**REQUIRED ACTION**
The required output is the lines below from the line containing "pub fn id_for_unique<S: StateAccess" to the line containing "state.delete(&call_key(id))?;", inclusive, retyped exactly. No other lines belong in it.

**Stored entries**
• • • • •
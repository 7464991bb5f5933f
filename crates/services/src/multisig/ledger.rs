// Path: crates/services/src/multisig/ledger.rs
//! Durable storage of call records.
//!
//! Layout under the `multisig::` prefix:
//!
//! * `last_id` holds the last assigned call id (0 before the first call).
//! * `call::{id}` holds the `Call` record.
//! * `pending::{id}` is present exactly while the call is pending.
//! * `unique::{unique_id}` maps a unique id to its call id and is never removed,
//!   which keeps unique ids reserved even after a call is dropped.

use meridian_api::state::{StateAccess, StateAccessExt};
use meridian_types::app::{Call, CallId};
use meridian_types::codec;
use meridian_types::error::StateError;
use meridian_types::keys::{
    call_key, pending_call_key, unique_id_key, MULTISIG_LAST_CALL_ID_KEY, MULTISIG_PENDING_PREFIX,
};

/// Stateless accessors for the call ledger.
pub struct CallLedger;

impl CallLedger {
    /// The last assigned call id, or 0 if no call was ever submitted.
    pub fn last_id<S: StateAccess + ?Sized>(state: &S) -> Result<CallId, StateError> {
        Ok(state
            .get_decoded::<CallId>(MULTISIG_LAST_CALL_ID_KEY)?
            .unwrap_or(0))
    }

    /// Reserves and returns the next call id.
    pub fn next_id(state: &mut dyn StateAccess) -> Result<CallId, StateError> {
        let id = Self::last_id(&*state)?
            .checked_add(1)
            .ok_or_else(|| StateError::InvalidValue("call id space exhausted".into()))?;
        state.insert_encoded(MULTISIG_LAST_CALL_ID_KEY, &id)?;
        Ok(id)
    }

    /// Loads a call by id.
    pub fn get<S: StateAccess + ?Sized>(state: &S, id: CallId) -> Result<Option<Call>, StateError> {
        state.get_decoded(&call_key(id))
    }

    /// Resolves a unique id to a call id. Resolves even if the call was later dropped.
    pub fn id_for_unique<S: StateAccess + ?Sized>(
        state: &S,
        unique_id: &str,
    ) -> Result<Option<CallId>, StateError> {
        state.get_decoded(&unique_id_key(unique_id))
    }

    /// Persists a newly submitted call together with its indexes.
    pub fn insert_new(state: &mut dyn StateAccess, call: &Call) -> Result<(), StateError> {
        state.insert_encoded(&unique_id_key(&call.unique_id), &call.id)?;
        Self::update(state, call)
    }

    /// Persists a changed call, keeping the pending index in sync with its status.
    pub fn update(state: &mut dyn StateAccess, call: &Call) -> Result<(), StateError> {
        state.insert_encoded(&call_key(call.id), call)?;
        if call.is_pending() {
            state.insert_encoded(&pending_call_key(call.id), &call.id)
        } else {
            state.delete(&pending_call_key(call.id))
        }
    }

    /// Deletes a call and its pending entry. The unique id stays reserved.
    pub fn remove(state: &mut dyn StateAccess, id: CallId) -> Result<(), StateError> {
        state.delete(&call_key(id))?;
        state.delete(&pending_call_key(id))
    }

    /// Ids of all pending calls in ascending order.
    pub fn pending_ids<S: StateAccess + ?Sized>(state: &S) -> Result<Vec<CallId>, StateError> {
        let mut ids = Vec::new();
        for item in state.prefix_scan(MULTISIG_PENDING_PREFIX)? {
            let (_, value) = item?;
            ids.push(codec::from_bytes_canonical(&value).map_err(StateError::Decode)?);
        }
        Ok(ids)
    }

    /// All pending calls in ascending id order.
    pub fn pending<S: StateAccess + ?Sized>(state: &S) -> Result<Vec<Call>, StateError> {
        let mut calls = Vec::new();
        for id in Self::pending_ids(state)? {
            let call = Self::get(state, id)?.ok_or_else(|| {
                StateError::InvalidValue(format!("pending index references missing call {id}"))
            })?;
            calls.push(call);
        }
        Ok(calls)
    }
}

#[cfg(test)]
mod tests {
    use super::*;
    use crate::testing::account;
    use meridian_state::InMemoryState;
    use meridian_types::app::CallPayload;

    fn new_call(state: &mut InMemoryState, uid: &str) -> Call {
        let id = CallLedger::next_id(state).unwrap();
        let call = Call::new(id, uid.into(), CallPayload::CancelUpgrade, account(1), 1);
        CallLedger::insert_new(state, &call).unwrap();
        call
    }

    #[test]
    fn ids_are_monotonic_from_one() {
        let mut state = InMemoryState::new();
        assert_eq!(CallLedger::last_id(&state).unwrap(), 0);
        assert_eq!(new_call(&mut state, "a").id, 1);
        assert_eq!(new_call(&mut state, "b").id, 2);
        assert_eq!(CallLedger::last_id(&state).unwrap(), 2);
    }

    #[test]
    fn pending_index_follows_status() {
        let mut state = InMemoryState::new();
        let a = new_call(&mut state, "a");
        let mut b = new_call(&mut state, "b");
        assert_eq!(CallLedger::pending_ids(&state).unwrap(), vec![a.id, b.id]);

        b.approved = true;
        CallLedger::update(&mut state, &b).unwrap();
        assert_eq!(CallLedger::pending_ids(&state).unwrap(), vec![a.id]);
        // Approved calls stay fetchable.
        assert!(CallLedger::get(&state, b.id).unwrap().unwrap().approved);
    }

    #[test]
    fn removed_call_keeps_unique_id_reserved() {
        let mut state = InMemoryState::new();
        let a = new_call(&mut state, "a");
        CallLedger::remove(&mut state, a.id).unwrap();

        assert!(CallLedger::get(&state, a.id).unwrap().is_none());
        assert!(CallLedger::pending(&state).unwrap().is_empty());
        assert_eq!(CallLedger::id_for_unique(&state, "a").unwrap(), Some(a.id));
    }
}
• • • • •
**RESULT FOR THIS TASK**
    pub fn id_for_unique<S: StateAccess + ?Sized>(
        state: &S,
        unique_id: &str,
    ) -> Result<Option<CallId>, StateError> {
        state.get_decoded(&unique_id_key(unique_id))
    }

    /// Persists a newly submitted call together with its indexes.
    pub fn insert_new(state: &mut dyn StateAccess, call: &Call) -> Result<(), StateError> {
        state.insert_encoded(&unique_id_key(&call.unique_id), &call.id)?;
        Self::update(state, call)
    }

    /// Persists a changed call, keeping the pending index in sync with its status.
    pub fn update(state: &mut dyn StateAccess, call: &Call) -> Result<(), StateError> {
        state.insert_encoded(&call_key(call.id), call)?;
        if call.is_pending() {
            state.insert_encoded(&pending_call_key(call.id), &call.id)
        } else {
            state.delete(&pending_call_key(call.id))
        }
    }

    /// Deletes a call and its pending entry. The unique id stays reserved.
    pub fn remove(state: &mut dyn StateAccess, id: CallId) -> Result<(), StateError> {
        state.delete(&call_key(id))?;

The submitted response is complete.